Optimization of DEMON® Sidestream Treatment and Potential for Anammox Mainstream Bioaugmentation

Date of Award

Fall 2013

Document Type

Thesis

Degree Name

Master of Science (MS)

Department

Civil & Environmental Engineering

Program/Concentration

Environmental Engineering

Committee Director

Gary Schafran

Committee Director

Charles Bott

Committee Member

Peter Pommerenk

Call Number for Print

Special Collections LD4331.E542 N54 2013

Abstract

Anaerobically digested sludge dewatering liquors (e.g. centrate) can represent 15-25% of the total kjeldahl nitrogen (TKN) load on a typical municipal waste water treatment plant (WWTP). Sidestream nitrogen removal has been demonstrated to be an effective tool for improving nitrogen removal performance and reliability with a savings in aeration energy, chemicals (supplemental alkalinity and carbon), and sludge production.

Deammonification, partial nitritation by ammonia oxidizing bacteria (AOB) combined with anaerobic ammonium oxidation (AMX or anammox), provides near complete nitrogen removal with a 65% reduction in energy and 100% reduction in supplemental carbon and alkalinity requirements as compared to traditional nitrification-denitrification. The DEMON® treatment process is one available sidestream deammonification treatment process which is a single step deammonification system in which both partial nitritation and AMX occur in the same tank, operated similar to a typical sequencing batch reactor (SBR) with intermittent aeration and intermittent feeding throughout the reactor cycle.

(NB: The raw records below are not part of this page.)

impl ClientEvent {
    /// Parses the typed event out of an envelope. Unit events tolerate a
    /// missing or null `data` field; payload events tolerate absent optional
    /// fields only.
    pub fn parse(event: &str, data: Option<&Value>) -> Result<ClientEvent, EventParseError> {
        Ok(match event {
            "registerPlayer" => Self::RegisterPlayer(payload(data)?),
            "updateName" => Self::UpdateName(payload(data)?),
            "friends:getList" => Self::FriendsGetList,
            "friends:search" => Self::FriendsSearch(payload(data)?),
            "friends:sendRequest" => Self::FriendsSendRequest(payload(data)?),
            "friends:respondRequest" => Self::FriendsRespondRequest(payload(data)?),
            "party:inviteFriend" => Self::PartyInviteFriend(payload(data)?),
            "party:inviteRespond" => Self::PartyInviteRespond(payload(data)?),
            "pong" => Self::Pong,
            "clientPing" => Self::ClientPing(payload(data)?),
            "ads:getState" => Self::AdsGetState,
            "ads:rewardedCompleted" => Self::AdsRewardedCompleted(payload(data)?),
            "createRoom" => Self::CreateRoom(payload(data)?),
            "joinRoom" => Self::JoinRoom(payload(data)?),
            "playerReady" => Self::PlayerReady,
            "toggleReady" => Self::ToggleReady,
            "startGame" => Self::StartGame,
            "playerInput" => Self::PlayerInput(payload(data)?),
            "fireProjectile" => Self::FireProjectile(payload(data)?),
            "leaveRoom" => Self::LeaveRoom,
            "requestLobbyState" => Self::RequestLobbyState(payload(data)?),
            "returnToLobby" => Self::ReturnToLobby(payload(data)?),
            "ackMatchResults" => Self::AckMatchResults,
            "kickPlayer" => Self::KickPlayer(payload(data)?),
            _ => return Err(EventParseError::UnknownEvent),
        })
    }

    /// The wire name of this event.
    pub fn name(&self) -> &'static str {
        match self {
            Self::RegisterPlayer(_) => "registerPlayer",
            Self::UpdateName(_) => "updateName",
            Self::FriendsGetList => "friends:getList",
            Self::FriendsSearch(_) => "friends:search",
            Self::FriendsSendRequest(_) => "friends:sendRequest",
            Self::FriendsRespondRequest(_) => "friends:respondRequest",
            Self::PartyInviteFriend(_) => "party:inviteFriend",
            Self::PartyInviteRespond(_) => "party:inviteRespond",
            Self::Pong => "pong",
            Self::ClientPing(_) => "clientPing",
            Self::AdsGetState => "ads:getState",
            Self::AdsRewardedCompleted(_) => "ads:rewardedCompleted",
            Self::CreateRoom(_) => "createRoom",
            Self::JoinRoom(_) => "joinRoom",
            Self::PlayerReady => "playerReady",
            Self::ToggleReady => "toggleReady",
            Self::StartGame => "startGame",
            Self::PlayerInput(_) => "playerInput",
            Self::FireProjectile(_) => "fireProjectile",
            Self::LeaveRoom => "leaveRoom",
            Self::RequestLobbyState(_) => "requestLobbyState",
            Self::ReturnToLobby(_) => "returnToLobby",
            Self::AckMatchResults => "ackMatchResults",
            Self::KickPlayer(_) => "kickPlayer",
        }
    }

    /// Token-bucket parameters by wire name. Unlisted names are not limited
    /// (they are unknown events and get dropped anyway).
    pub fn rate_limit(event: &str) -> Option<RateLimit> {
        Some(match event {
            "registerPlayer" => RateLimit::per_10s(12),
            "updateName" => RateLimit::per_10s(6),
            "friends:getList" => RateLimit::per_10s(30),
            "friends:search" => RateLimit::per_10s(12),
            "friends:sendRequest" => RateLimit::per_10s(12),
            "friends:respondRequest" => RateLimit::per_10s(18),
            "party:inviteFriend" => RateLimit::per_10s(12),
            "party:inviteRespond" => RateLimit::per_10s(18),
            "clientPing" => RateLimit::per_10s(30),
            "ads:getState" => RateLimit::per_10s(12),
            "ads:rewardedCompleted" => RateLimit::per_10s(12),
            "createRoom" => RateLimit::per_10s(4),
            "joinRoom" => RateLimit::per_10s(6),
            "playerReady" | "toggleReady" => RateLimit::per_10s(20),
            "startGame" => RateLimit::per_10s(8),
            "playerInput" => RateLimit::per_1s(90),
            "fireProjectile" => RateLimit::per_1s(18),
            "leaveRoom" => RateLimit::per_10s(12),
            "requestLobbyState" | "returnToLobby" => RateLimit::per_10s(20),
            "ackMatchResults" => RateLimit::per_10s(10),
            "kickPlayer" => RateLimit::per_10s(8),
            _ => return None,
        })
    }
}

// ---------------------------------------------------------------------------
// Outbound payloads
// ---------------------------------------------------------------------------

#[derive(Debug, Clone, Serialize, Deserialize)]
#[serde(rename_all = "camelCase")]
pub struct SessionIssued {
    pub token: String,
    pub expires_at: u64,
    pub profile: ProfileInfo,
}

#[derive(Debug, Clone, Copy, Serialize, Deserialize)]
#[serde(rename_all = "camelCase")]
pub struct ServerTime {
    pub t: u64,
    pub server_time: u64,
}
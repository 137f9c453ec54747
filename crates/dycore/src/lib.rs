//! dycore - metadata scraper for Douyin share links
//!
//! Resolves a `v.douyin.com` short link found in arbitrary text, fetches the
//! mobile page it redirects to, and pattern-matches the embedded JSON
//! fragments into a [`VideoRecord`].
//!
//! # Module Structure
//!
//! - `core`: configuration, errors, logging and small helpers
//! - `extract`: pure text scanners (short link, play token, statistics, images)
//! - `fetch`: the `PageFetcher` seam and its reqwest implementation
//! - `douyin`: `DouyinClient`, the fetch-then-scan pipeline

// Static regexes are compiled from literals; their `expect` cannot fire at runtime.
#![allow(clippy::expect_used)]
#![cfg_attr(test, allow(clippy::unwrap_used, clippy::panic))]

pub mod core;
pub mod douyin;
pub mod extract;
pub mod fetch;

// Re-export commonly used types for convenience
pub use crate::core::error::{AppError, AppResult};
pub use crate::core::utils::format_epoch_seconds;
pub use douyin::{assemble_record, DouyinClient};
pub use extract::{extract_douyin_url, parse_image_list, ContentType, VideoRecord};
pub use fetch::{HttpPageFetcher, PageFetcher};
//! DouyinClient: share text in, `VideoRecord` out.
//!
//! Pipeline per call: find the short link, fetch the page once, then scan it.
//! The client holds nothing but its fetcher, so independent calls can run
//! concurrently against one instance.

use crate::core::config::douyin::play_url;
use crate::core::error::{AppError, AppResult};
use crate::core::utils::format_epoch_seconds;
use crate::extract::{
    extract_douyin_url, find_play_token, parse_author, parse_create_time, parse_description, parse_image_list,
    parse_statistics, ContentType, VideoRecord,
};
use crate::fetch::{HttpPageFetcher, PageFetcher};

/// Scan an already-fetched share page into a record.
///
/// Fails with [`AppError::StatsNotFound`] when the page has no statistics
/// block; every other field is optional.
pub fn assemble_record(body: &str) -> AppResult<VideoRecord> {
    let (content_type, video_url, image_urls) = match find_play_token(body) {
        Some(token) => (ContentType::Video, play_url(token), Vec::new()),
        None => (ContentType::ImageGallery, String::new(), parse_image_list(body)),
    };

    let stats = parse_statistics(body).ok_or(AppError::StatsNotFound)?;

    let (author_nickname, author_signature) = match parse_author(body) {
        Some(author) => (Some(author.nickname), Some(author.signature)),
        None => (None, None),
    };

    let created_at = parse_create_time(body).and_then(format_epoch_seconds);
    let description = parse_description(body).map(str::to_string);

    Ok(VideoRecord {
        id: stats.aweme_id,
        comment_count: stats.comment_count,
        like_count: stats.digg_count,
        share_count: stats.share_count,
        collect_count: stats.collect_count,
        author_nickname,
        author_signature,
        description,
        created_at,
        video_url,
        content_type,
        image_urls,
    })
}

/// Entry point for resolving share links.
pub struct DouyinClient<F = HttpPageFetcher> {
    fetcher: F,
}

impl DouyinClient {
    /// Client backed by reqwest, honouring `DOUYIN_PROXY`.
    pub fn new() -> AppResult<Self> {
        Ok(Self::with_fetcher(HttpPageFetcher::new()?))
    }
}

impl<F: PageFetcher> DouyinClient<F> {
    pub fn with_fetcher(fetcher: F) -> Self {
        Self { fetcher }
    }

    pub fn fetcher(&self) -> &F {
        &self.fetcher
    }

    /// Link extraction happens before any network access.
    async fn fetch_linked_page(&self, text: &str) -> AppResult<String> {
        let url = extract_douyin_url(text).ok_or(AppError::LinkNotFound)?;
        self.fetcher.fetch_text(url).await
    }

    /// Full metadata for the first short link in `text`.
    pub async fn get_video_info(&self, text: &str) -> AppResult<VideoRecord> {
        let body = self.fetch_linked_page(text).await?;
        let record = assemble_record(&body)?;

        log::info!(
            "Scraped {} id={} images={}",
            record.content_type,
            record.id.as_deref().unwrap_or("-"),
            record.image_urls.len()
        );
        Ok(record)
    }

    /// Play-address token of the linked video.
    ///
    /// Gallery posts have no play address and fail with
    /// [`AppError::VideoIdNotFound`].
    pub async fn get_video_id(&self, text: &str) -> AppResult<String> {
        let body = self.fetch_linked_page(text).await?;
        find_play_token(&body)
            .map(str::to_string)
            .ok_or(AppError::VideoIdNotFound)
    }

    /// Direct play URL of the linked video.
    pub async fn get_video_url(&self, text: &str) -> AppResult<String> {
        let id = self.get_video_id(text).await?;
        Ok(play_url(&id))
    }
}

The DEMON® was installed in existing SBR tanks that were part of a decommissioned water reuse system. The DEMON® installation at York River was the first in North America and the first full-scale anammox process of any type, while over 40 full-scale systems are currently being operated in Western Europe.

The DEMON® has reached stable 80-90% ammonia removal (70-80% TN) to date and provided insight to establish startup procedures for successful and efficient DEMON implementation in North America.

The effect of temperature shock and long-term exposure to reduced temperatures on AMX activity was studied. This research aims to demonstrate that AMX activity is maintained at lower temperatures and quantify the reduction in activity over temperature decline by developing an Arrhenius coefficient for AMX. The experimental design attempted to replicate the temperature changes anticipated in a mainstream bioaugmentation process, both long-term exposure and short-term exposure (temperature shock) to decreased temperature and the ability of AMX to acclimate and recover from these temperature exposures.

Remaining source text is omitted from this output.